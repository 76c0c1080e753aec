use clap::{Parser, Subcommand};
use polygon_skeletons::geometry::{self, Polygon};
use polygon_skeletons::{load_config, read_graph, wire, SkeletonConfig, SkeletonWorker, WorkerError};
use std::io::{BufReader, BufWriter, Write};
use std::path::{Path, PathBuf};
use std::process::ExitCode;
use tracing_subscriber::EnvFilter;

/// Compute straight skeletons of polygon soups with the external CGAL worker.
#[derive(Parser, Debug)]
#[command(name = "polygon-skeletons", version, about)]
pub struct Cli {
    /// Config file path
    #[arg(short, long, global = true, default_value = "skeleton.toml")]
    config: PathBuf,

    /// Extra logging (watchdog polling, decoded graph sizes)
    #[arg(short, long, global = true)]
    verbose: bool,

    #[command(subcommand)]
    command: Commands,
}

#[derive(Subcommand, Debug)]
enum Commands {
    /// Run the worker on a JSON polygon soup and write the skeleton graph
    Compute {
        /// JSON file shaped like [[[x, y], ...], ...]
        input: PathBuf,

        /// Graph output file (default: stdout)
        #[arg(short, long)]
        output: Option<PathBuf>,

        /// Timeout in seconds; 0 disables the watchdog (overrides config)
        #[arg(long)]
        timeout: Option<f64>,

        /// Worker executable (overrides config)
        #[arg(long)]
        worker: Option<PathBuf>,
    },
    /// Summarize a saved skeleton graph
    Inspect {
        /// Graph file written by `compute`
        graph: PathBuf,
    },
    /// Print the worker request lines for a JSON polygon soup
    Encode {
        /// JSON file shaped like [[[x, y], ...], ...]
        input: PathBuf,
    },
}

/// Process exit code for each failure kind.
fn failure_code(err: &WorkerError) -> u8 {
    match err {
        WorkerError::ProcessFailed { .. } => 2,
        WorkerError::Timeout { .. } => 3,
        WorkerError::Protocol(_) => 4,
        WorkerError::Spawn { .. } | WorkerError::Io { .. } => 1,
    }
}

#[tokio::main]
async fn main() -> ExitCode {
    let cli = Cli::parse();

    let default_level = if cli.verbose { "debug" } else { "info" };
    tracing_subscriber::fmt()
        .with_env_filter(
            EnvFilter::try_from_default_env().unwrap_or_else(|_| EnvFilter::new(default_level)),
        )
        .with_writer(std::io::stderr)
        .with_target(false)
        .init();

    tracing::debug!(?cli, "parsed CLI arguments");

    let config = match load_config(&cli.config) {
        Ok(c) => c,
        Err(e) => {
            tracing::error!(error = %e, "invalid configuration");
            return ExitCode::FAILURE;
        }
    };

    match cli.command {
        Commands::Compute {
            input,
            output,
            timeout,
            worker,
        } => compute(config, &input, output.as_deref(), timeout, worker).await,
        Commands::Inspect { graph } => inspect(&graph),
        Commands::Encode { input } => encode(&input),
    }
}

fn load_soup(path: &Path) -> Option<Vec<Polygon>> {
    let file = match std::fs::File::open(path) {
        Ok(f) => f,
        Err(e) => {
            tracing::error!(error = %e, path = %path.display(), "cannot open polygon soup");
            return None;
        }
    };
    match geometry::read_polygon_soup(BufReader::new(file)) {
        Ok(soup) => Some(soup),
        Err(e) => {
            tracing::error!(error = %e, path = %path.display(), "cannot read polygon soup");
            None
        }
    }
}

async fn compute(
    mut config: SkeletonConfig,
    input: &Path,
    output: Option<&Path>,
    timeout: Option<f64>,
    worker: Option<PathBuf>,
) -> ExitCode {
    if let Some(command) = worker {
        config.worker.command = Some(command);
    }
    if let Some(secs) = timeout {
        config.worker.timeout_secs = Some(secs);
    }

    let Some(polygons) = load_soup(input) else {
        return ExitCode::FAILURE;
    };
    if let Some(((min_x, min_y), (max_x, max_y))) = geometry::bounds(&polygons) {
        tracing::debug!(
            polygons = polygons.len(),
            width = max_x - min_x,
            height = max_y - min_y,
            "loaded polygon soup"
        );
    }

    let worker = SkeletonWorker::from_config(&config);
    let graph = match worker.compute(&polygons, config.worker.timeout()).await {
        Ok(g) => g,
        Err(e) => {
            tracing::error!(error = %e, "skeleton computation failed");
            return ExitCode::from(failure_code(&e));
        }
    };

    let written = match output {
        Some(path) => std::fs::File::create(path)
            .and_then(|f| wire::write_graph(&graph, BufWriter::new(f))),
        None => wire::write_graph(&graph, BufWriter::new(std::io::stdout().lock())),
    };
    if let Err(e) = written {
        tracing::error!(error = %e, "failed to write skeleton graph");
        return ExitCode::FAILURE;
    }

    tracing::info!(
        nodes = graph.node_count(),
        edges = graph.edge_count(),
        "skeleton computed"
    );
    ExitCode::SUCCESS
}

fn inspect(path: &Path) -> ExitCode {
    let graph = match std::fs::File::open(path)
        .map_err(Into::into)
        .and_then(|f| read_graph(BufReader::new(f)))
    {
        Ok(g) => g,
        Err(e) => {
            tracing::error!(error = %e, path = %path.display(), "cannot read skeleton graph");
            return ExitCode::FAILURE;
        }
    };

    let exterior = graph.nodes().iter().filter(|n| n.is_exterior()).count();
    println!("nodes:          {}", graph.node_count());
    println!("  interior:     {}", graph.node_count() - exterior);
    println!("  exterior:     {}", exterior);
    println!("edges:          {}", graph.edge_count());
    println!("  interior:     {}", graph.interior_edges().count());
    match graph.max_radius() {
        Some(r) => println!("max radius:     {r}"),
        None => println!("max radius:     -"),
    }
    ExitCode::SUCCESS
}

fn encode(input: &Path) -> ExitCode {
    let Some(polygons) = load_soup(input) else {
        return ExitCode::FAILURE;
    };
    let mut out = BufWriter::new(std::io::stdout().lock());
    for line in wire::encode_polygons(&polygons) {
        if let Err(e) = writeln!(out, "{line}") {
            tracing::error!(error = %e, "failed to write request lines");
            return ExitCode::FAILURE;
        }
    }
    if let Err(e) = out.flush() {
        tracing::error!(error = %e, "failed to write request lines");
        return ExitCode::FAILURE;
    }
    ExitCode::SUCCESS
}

• Problem to work on:
Set down only the line containing "for line in" and the lines after it through the end, exactly as they appear above.

• The completed task:
    for line in wire::encode_polygons(&polygons) {
        if let Err(e) = writeln!(out, "{line}") {
            tracing::error!(error = %e, "failed to write request lines");
            return ExitCode::FAILURE;
        }
    }
    if let Err(e) = out.flush() {
        tracing::error!(error = %e, "failed to write request lines");
        return ExitCode::FAILURE;
    }
    ExitCode::SUCCESS
}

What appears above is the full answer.